O indivíduo achou-se prenha e queria parir, acusando-me, todavia, de ser o pai dessa luz. Porém, não obstante quisesse ter um filho agora, negava redondamente ter esse "presente", mesmo que fosse meu inteirinho. Apetrechado e bem aparecidinho como eu, com a cabeça, tronco e membros... Com as mãos de palha, o calcanhar arriscado na perpendicular e/ou na oblíqua, os pés esburacados de ambrolho, com dedos a esflorar, desfazendo o orvalho que molha, na perigrinação o derradeiro... De cabelos como moscas ao nauseabundo... Aliás, não sonhei que sonhei e que tampouco tive relações sexuais com essa pessoa, entretanto, para minguar o caminho, não me sentira à altura de assumir essa gigantesca e imedida responsabilidade. A atitude adulta dela, digamos, estava fora da que eu preferia, aceitava e apadrinhava para ser uma mãe neste milenio...

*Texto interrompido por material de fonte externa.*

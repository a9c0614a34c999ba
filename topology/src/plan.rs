use std::fmt::{self, Display};

use crate::{TopologyError, TopologyResult};

/// What a worker does in one round of the reduction
#[derive(Debug, Clone, Copy, PartialEq, Eq, Hash)]
pub enum Role {
    /// Hand the current accumulator to the partner, then drop out.
    Sender,
    /// Wait for the partner's accumulator and fold it into ours.
    Receiver,
    Idle,
}

#[derive(Debug, Clone, Copy, PartialEq, Eq)]
pub struct RoundStep {
    pub round: usize,
    pub role: Role,
    /// real rank of the peer; `None` iff the role is [`Role::Idle`]
    pub partner: Option<usize>,
}

impl RoundStep {
    #[inline]
    pub fn idle(round: usize) -> Self {
        Self {
            round,
            role: Role::Idle,
            partner: None,
        }
    }

    #[inline]
    pub fn send_to(round: usize, partner: usize) -> Self {
        Self {
            round,
            role: Role::Sender,
            partner: Some(partner),
        }
    }

    #[inline]
    pub fn receive_from(round: usize, partner: usize) -> Self {
        Self {
            round,
            role: Role::Receiver,
            partner: Some(partner),
        }
    }
}

/// Number of rounds a binomial-tree reduction over `size` workers takes, i.e. `ceil(log2(size))`.
#[inline]
pub fn num_rounds(size: usize) -> usize {
    if size <= 1 {
        0
    } else {
        size.next_power_of_two().trailing_zeros() as usize
    }
}

/// The per-rank schedule of a binomial-tree reduction rooted at `coordinator`.
///
/// Ranks are relabelled so that the coordinator becomes virtual rank 0. In round `r` a worker
/// whose virtual rank has its lowest set bit at `r` sends to `vrank - 2^r` and retires; a worker
/// still active with bit `r` clear receives from `vrank + 2^r` if that rank exists.
#[derive(Debug, Clone, PartialEq, Eq)]
pub struct TopologyPlan {
    rank: usize,
    world_size: usize,
    coordinator: usize,
    steps: Vec<RoundStep>,
}

/// Derive the plan for `rank`. Pure; every rank computes its own without communication.
pub fn plan(rank: usize, size: usize, coordinator: usize) -> TopologyResult<TopologyPlan> {
    if size == 0 {
        return Err(TopologyError::invalid(
            rank,
            size,
            coordinator,
            "world size must be at least 1",
        ));
    }
    if coordinator >= size {
        return Err(TopologyError::invalid(
            rank,
            size,
            coordinator,
            "coordinator out of range",
        ));
    }
    if rank >= size {
        return Err(TopologyError::invalid(
            rank,
            size,
            coordinator,
            "rank out of range",
        ));
    }

    let vrank = (rank + size - coordinator) % size;
    let to_real = |v: usize| (v + coordinator) % size;

    let steps = (0..num_rounds(size))
        .map(|round| {
            let mask = 1usize << round;
            // rounds before the lowest set bit are the only ones in which we are still active
            let active = vrank & (mask - 1) == 0;
            if !active {
                RoundStep::idle(round)
            } else if vrank & mask != 0 {
                RoundStep::send_to(round, to_real(vrank - mask))
            } else if vrank + mask < size {
                RoundStep::receive_from(round, to_real(vrank + mask))
            } else {
                RoundStep::idle(round)
            }
        })
        .collect::<Vec<_>>();

    log::trace!(
        "rank {} (vrank {}) of {}: {} rounds rooted at {}",
        rank,
        vrank,
        size,
        steps.len(),
        coordinator
    );

    Ok(TopologyPlan {
        rank,
        world_size: size,
        coordinator,
        steps,
    })
}

/// Plans of every rank in the world, indexed by rank.
pub fn world_plans(size: usize, coordinator: usize) -> TopologyResult<Vec<TopologyPlan>> {
    if size == 0 {
        return Err(TopologyError::invalid(
            0,
            size,
            coordinator,
            "world size must be at least 1",
        ));
    }
    (0..size).map(|rank| plan(rank, size, coordinator)).collect()
}

impl TopologyPlan {
    /// Assemble a plan from raw steps without checking it.
    /// Call [`TopologyPlan::validate`] before running anything from it.
    #[inline]
    pub fn from_steps(
        rank: usize,
        world_size: usize,
        coordinator: usize,
        steps: Vec<RoundStep>,
    ) -> Self {
        Self {
            rank,
            world_size,
            coordinator,
            steps,
        }
    }

    #[inline(always)]
    pub fn rank(&self) -> usize {
        self.rank
    }

    #[inline(always)]
    pub fn world_size(&self) -> usize {
        self.world_size
    }

    #[inline(always)]
    pub fn coordinator(&self) -> usize {
        self.coordinator
    }

    #[inline(always)]
    pub fn is_coordinator(&self) -> bool {
        self.rank == self.coordinator
    }

    #[inline(always)]
    pub fn steps(&self) -> &[RoundStep] {
        &self.steps
    }

    #[inline(always)]
    pub fn num_rounds(&self) -> usize {
        self.steps.len()
    }

    #[inline]
    pub fn step(&self, round: usize) -> Option<&RoundStep> {
        self.steps.get(round)
    }

    /// The round in which this rank hands off its accumulator, `None` for the coordinator
    #[inline]
    pub fn send_round(&self) -> Option<usize> {
        self.steps
            .iter()
            .find(|s| s.role == Role::Sender)
            .map(|s| s.round)
    }

    /// Partners this rank receives from, in fold order
    pub fn receive_partners(&self) -> Vec<usize> {
        self.steps
            .iter()
            .filter(|s| s.role == Role::Receiver)
            .filter_map(|s| s.partner)
            .collect()
    }

    /// Structural sanity check of a plan, typically one built by [`TopologyPlan::from_steps`].
    pub fn validate(&self) -> TopologyResult<()> {
        let err = |reason: String| {
            Err(TopologyError::invalid(
                self.rank,
                self.world_size,
                self.coordinator,
                reason,
            ))
        };

        if self.world_size == 0 {
            return err("world size must be at least 1".to_string());
        }
        if self.coordinator >= self.world_size {
            return err("coordinator out of range".to_string());
        }
        if self.rank >= self.world_size {
            return err("rank out of range".to_string());
        }
        if self.steps.len() != num_rounds(self.world_size) {
            return err(format!(
                "expected {} rounds, found {}",
                num_rounds(self.world_size),
                self.steps.len()
            ));
        }

        let mut retired = false;
        for (i, step) in self.steps.iter().enumerate() {
            if step.round != i {
                return err(format!("step {} is labelled round {}", i, step.round));
            }
            match (step.role, step.partner) {
                (Role::Idle, None) => continue,
                (Role::Idle, Some(p)) => {
                    return err(format!("idle round {} names partner {}", i, p));
                }
                (_, None) => {
                    return err(format!("{:?} in round {} without a partner", step.role, i));
                }
                (_, Some(p)) if p >= self.world_size => {
                    return err(format!("partner {} in round {} out of range", p, i));
                }
                (_, Some(p)) if p == self.rank => {
                    return err(format!("round {} pairs rank with itself", i));
                }
                _ => {}
            }
            if retired {
                return err(format!("{:?} in round {} after sending", step.role, i));
            }
            if step.role == Role::Sender {
                if self.is_coordinator() {
                    return err(format!("coordinator sends in round {}", i));
                }
                retired = true;
            }
        }

        if !self.is_coordinator() && !retired && self.world_size > 1 {
            return err("non-coordinator never sends its value".to_string());
        }
        Ok(())
    }
}

impl Display for Role {
    fn fmt(&self, f: &mut fmt::Formatter<'_>) -> fmt::Result {
        match self {
            Role::Sender => write!(f, "send"),
            Role::Receiver => write!(f, "recv"),
            Role::Idle => write!(f, "idle"),
        }
    }
}

impl Display for TopologyPlan {
    fn fmt(&self, f: &mut fmt::Formatter<'_>) -> fmt::Result {
        writeln!(
            f,
            "rank {}/{} (coordinator {})",
            self.rank, self.world_size, self.coordinator
        )?;
        for step in &self.steps {
            match step.partner {
                Some(p) => writeln!(f, "  round {}: {} {}", step.round, step.role, p)?,
                None => writeln!(f, "  round {}: {}", step.round, step.role)?,
            }
        }
        Ok(())
    }
}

Como que para lhe fazer o gozo, já que a estória era acaso e não podia ter sentido, no mesmo sonho retalhei-lhe com uma poesia, da qual transcrevo, o que como o residuo, ainda recordo:
Nunca podes ser uma família
nem que for só por um dia
ao menos podias dar-me a alegria
em estar na minha companhia.
Saistes... da minha filosofia
para não ficares na nostalgia
ao menos fizestes essa mania
de mim nunca vais ter uma fatia.
Fizestes isso... sua ninharia
quando sabias que eras para-titia
não me levas ainda para agonia
porque em mim não existe anarquia.
Do mundo com a palavra se fia
porque ali há muita porcaria
mesmo para quem chamam Maria
que para ela criaram estribaria.
Com essa sua historiazinha
de para-titia fostes para minininha
em vez de te chamarem Quinha
passam a chamar-te Fatinha...
Não mudastes nem para “ ia” ou para “ inha”

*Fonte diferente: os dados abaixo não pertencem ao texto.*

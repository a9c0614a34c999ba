use std::time::Duration;

/// Knobs of a [`Reducer`](crate::Reducer), identical on every worker.
#[derive(Debug, Clone, Copy, PartialEq, Eq)]
pub struct ReduceConfig {
    /// rank that ends up holding the sum
    pub coordinator: usize,
    /// how long a receiver waits for its partner before giving up on the call
    pub timeout: Duration,
}

impl Default for ReduceConfig {
    #[inline]
    fn default() -> Self {
        Self {
            coordinator: 0,
            timeout: Self::DEFAULT_TIMEOUT,
        }
    }
}

impl ReduceConfig {
    pub const DEFAULT_TIMEOUT: Duration = Duration::from_secs(30);

    #[inline]
    pub fn new(coordinator: usize, timeout: Duration) -> Self {
        Self {
            coordinator,
            timeout,
        }
    }

    #[inline]
    pub fn with_coordinator(mut self, coordinator: usize) -> Self {
        self.coordinator = coordinator;
        self
    }

    #[inline]
    pub fn with_timeout(mut self, timeout: Duration) -> Self {
        self.timeout = timeout;
        self
    }
}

porque ao diabo levarás a (a)mante-nha...
E eram mais... estrófes. E como não dá para ir ao fim, paro!
E... ela pariu.
E o “coisa” cresceu-se tão depressa que em segundos virou menino a gatinhar e a chamar pápá... Como se eu o fora! Todavia, ela fê-lo sem pensar nas responsabilidades e nas consequencias que isso teria numa criança, sem um pai ao lado, votada a crescer e a conhecer o mundo, do tamanho que é agora. Por isso, sem analisar as consequências e sem alternativas, resolvi aceitar a paternidade.
Tive que aceitar porque ela ameaçou-me que se não o aceitasse como meu filho, o ia botar numa rocha abaixo. Acabei por lhe dar crédito e aceitar. A discussão, diria, fora sem tréguas e sem precedentes... E eu tinha que faze-la parar. Nunca vi nada do mesmo jeito. Numa luta sem esconder esforços, tentei segurar o menino que ela tentava atirar rocha abaixo. Aí começamos a lutar desenfreadamente: Eu puxava e segurava o menino para um lado com o propósito de não o deixar ir, e ela, por outro, a esforçar para mo tirar e pensar, sem dó, em botá-lo... À força! E fé-lo!!! Aconteceu quando decidi deixar a criança porque já não queria maguá-lo, de tao brava que era a luta. Largava-o pouco a pouco. Ela também, assim fazia, mas com outro proposito.Por isso, enganando-me, deixou-o cair. Aconteceu! Que desespero! Para o lugar mais (ino)portuno para nós dois! Como ela anticipadamente planeou lá foi a criança, sem a minima remissão e amparo, para o "destino" abaixo. Deixou-a cair para me culpabilizar, perante as testemunhas que à distancia observavam, de liquidar o menino que, redondamente, eu negava ser meu. Gritos e alaridos, por mais sagrados que foram, não fizeram a criança voltar do inferno para onde a mae lhe mandou... Em decadência!
Desta feita, ela abeirou-se do meu ouvido, murmurou para mim, dizendo que planeou aquilo, e que, agora, a cadeia me reservara o melhor lugar para a minha sesta. Que agora ela podia fazer o que quisesse, sem que eu possa saber e a impedir...que os meus longos anos no cárcere lhe davam todo o tempo (o mundo e fundos) para fazer o que algures sonhou e implorou fazer.
Não podia defender-me, e nem havia uma chance sequer. A minha vida tinha que se resumir na prisão, sem a minima culpa e sem qualquer razão. E ela livre, nessa selva, conforme tinha planeado e conseguido. Por fim acordei, contudo, sem a cólera.
Sonhei que estava a sonhar e acordei.